Entries taken from a collection:
..............................
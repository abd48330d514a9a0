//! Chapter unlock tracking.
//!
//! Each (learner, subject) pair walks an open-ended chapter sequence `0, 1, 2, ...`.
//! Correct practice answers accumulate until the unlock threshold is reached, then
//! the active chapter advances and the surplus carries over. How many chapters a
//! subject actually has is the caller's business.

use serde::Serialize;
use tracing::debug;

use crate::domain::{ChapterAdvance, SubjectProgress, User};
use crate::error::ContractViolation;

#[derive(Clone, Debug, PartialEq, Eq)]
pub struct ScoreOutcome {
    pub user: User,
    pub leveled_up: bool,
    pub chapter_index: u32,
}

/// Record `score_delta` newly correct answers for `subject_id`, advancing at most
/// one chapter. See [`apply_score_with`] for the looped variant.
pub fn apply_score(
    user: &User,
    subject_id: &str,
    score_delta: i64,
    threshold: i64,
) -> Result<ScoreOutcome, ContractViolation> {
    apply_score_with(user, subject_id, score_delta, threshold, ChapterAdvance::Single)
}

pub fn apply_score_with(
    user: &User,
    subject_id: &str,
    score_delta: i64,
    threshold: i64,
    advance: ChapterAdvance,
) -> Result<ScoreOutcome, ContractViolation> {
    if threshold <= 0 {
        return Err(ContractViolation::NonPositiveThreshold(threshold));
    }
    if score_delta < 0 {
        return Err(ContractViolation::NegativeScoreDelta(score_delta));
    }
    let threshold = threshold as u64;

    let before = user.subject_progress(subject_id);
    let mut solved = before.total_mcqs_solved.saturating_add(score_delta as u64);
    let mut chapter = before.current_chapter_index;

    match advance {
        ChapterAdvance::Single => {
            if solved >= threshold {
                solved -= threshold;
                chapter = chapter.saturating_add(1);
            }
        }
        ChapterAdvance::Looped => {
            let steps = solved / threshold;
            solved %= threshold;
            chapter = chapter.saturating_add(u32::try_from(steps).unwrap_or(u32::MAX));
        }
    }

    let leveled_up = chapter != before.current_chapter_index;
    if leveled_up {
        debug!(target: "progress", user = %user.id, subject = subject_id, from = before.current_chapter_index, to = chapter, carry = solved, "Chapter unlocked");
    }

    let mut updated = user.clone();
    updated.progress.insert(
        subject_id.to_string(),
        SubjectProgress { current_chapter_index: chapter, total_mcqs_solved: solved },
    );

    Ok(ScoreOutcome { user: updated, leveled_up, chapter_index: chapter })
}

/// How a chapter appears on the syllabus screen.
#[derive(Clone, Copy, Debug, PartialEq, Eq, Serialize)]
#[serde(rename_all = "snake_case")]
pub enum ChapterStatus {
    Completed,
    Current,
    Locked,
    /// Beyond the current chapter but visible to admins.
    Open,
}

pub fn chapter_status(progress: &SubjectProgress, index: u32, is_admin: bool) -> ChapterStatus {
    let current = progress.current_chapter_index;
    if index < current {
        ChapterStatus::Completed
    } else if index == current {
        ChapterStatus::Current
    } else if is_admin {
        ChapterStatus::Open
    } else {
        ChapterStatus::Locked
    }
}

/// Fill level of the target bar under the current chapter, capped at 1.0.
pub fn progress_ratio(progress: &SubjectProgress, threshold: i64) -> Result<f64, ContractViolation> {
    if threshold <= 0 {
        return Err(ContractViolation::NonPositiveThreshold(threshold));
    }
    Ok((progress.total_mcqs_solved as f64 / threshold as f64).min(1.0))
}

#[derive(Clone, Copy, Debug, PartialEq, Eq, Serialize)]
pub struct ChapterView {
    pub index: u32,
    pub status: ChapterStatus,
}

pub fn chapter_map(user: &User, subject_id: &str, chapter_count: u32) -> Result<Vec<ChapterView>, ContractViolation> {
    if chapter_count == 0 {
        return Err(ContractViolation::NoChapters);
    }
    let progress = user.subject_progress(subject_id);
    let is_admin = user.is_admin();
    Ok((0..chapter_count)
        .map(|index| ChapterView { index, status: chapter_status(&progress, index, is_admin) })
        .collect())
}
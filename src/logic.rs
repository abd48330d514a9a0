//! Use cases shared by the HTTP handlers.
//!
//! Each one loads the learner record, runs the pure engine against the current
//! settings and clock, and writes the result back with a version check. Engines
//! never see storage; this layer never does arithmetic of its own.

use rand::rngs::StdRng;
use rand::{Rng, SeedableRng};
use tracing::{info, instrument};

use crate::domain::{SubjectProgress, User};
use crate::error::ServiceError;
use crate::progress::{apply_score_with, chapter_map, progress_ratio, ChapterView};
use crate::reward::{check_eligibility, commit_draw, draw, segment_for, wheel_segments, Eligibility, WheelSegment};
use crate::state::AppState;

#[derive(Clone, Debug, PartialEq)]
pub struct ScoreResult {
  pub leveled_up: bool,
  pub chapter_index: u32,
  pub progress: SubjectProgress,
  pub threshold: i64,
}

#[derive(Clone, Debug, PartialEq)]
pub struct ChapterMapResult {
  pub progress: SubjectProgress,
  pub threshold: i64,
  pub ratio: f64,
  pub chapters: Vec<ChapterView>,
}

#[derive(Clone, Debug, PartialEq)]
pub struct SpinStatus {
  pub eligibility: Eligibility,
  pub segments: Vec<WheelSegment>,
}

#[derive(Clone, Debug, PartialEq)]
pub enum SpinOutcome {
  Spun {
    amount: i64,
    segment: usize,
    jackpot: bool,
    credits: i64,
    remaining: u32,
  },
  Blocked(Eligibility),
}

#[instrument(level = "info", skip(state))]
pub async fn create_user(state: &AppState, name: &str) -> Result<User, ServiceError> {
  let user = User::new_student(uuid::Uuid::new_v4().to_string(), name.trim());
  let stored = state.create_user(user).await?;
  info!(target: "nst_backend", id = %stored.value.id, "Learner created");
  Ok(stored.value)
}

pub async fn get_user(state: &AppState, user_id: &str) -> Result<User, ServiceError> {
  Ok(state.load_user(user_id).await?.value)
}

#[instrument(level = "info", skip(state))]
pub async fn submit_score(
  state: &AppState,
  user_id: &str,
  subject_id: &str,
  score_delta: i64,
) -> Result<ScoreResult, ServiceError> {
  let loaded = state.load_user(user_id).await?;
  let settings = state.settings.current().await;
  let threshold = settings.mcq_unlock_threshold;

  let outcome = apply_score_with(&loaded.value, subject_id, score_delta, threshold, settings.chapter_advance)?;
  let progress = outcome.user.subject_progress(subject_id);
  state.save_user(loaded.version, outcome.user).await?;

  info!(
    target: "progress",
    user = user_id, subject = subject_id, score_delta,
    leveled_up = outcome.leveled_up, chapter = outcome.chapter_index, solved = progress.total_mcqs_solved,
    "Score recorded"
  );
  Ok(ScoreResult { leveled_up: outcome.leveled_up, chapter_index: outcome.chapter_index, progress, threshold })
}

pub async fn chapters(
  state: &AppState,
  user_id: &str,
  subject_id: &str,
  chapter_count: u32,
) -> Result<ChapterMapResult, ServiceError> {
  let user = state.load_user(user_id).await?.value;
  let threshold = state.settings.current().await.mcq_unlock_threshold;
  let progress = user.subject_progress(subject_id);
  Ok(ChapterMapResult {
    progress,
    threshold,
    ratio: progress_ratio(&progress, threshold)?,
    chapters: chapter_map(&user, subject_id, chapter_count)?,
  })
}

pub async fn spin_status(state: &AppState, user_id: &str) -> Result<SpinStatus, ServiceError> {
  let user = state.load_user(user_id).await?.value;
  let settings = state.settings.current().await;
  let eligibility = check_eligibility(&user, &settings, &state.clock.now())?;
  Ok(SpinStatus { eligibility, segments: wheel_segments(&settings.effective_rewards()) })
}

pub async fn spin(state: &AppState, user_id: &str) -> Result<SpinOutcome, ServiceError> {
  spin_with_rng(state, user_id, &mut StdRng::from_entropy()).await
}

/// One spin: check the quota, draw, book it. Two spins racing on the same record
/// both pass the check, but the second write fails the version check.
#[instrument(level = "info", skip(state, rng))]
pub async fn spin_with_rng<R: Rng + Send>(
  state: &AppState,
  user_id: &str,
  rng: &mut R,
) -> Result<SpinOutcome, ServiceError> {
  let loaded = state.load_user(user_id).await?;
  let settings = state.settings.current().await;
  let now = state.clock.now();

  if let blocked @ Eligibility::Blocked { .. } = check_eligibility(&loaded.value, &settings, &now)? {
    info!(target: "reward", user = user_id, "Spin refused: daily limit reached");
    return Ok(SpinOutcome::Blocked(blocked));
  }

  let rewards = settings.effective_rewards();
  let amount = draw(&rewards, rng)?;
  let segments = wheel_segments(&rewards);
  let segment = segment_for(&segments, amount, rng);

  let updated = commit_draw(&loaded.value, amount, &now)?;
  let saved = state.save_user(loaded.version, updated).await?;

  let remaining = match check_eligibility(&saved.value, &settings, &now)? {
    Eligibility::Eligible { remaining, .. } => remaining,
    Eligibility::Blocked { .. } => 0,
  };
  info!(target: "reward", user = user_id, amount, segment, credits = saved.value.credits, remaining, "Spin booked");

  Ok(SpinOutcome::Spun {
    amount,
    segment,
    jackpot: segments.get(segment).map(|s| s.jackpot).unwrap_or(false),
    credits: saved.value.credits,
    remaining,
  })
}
..............................
■ Exercise brief
In the entries above, count each line that holds "struct". Give the total and nothing else.

■ Task answer
5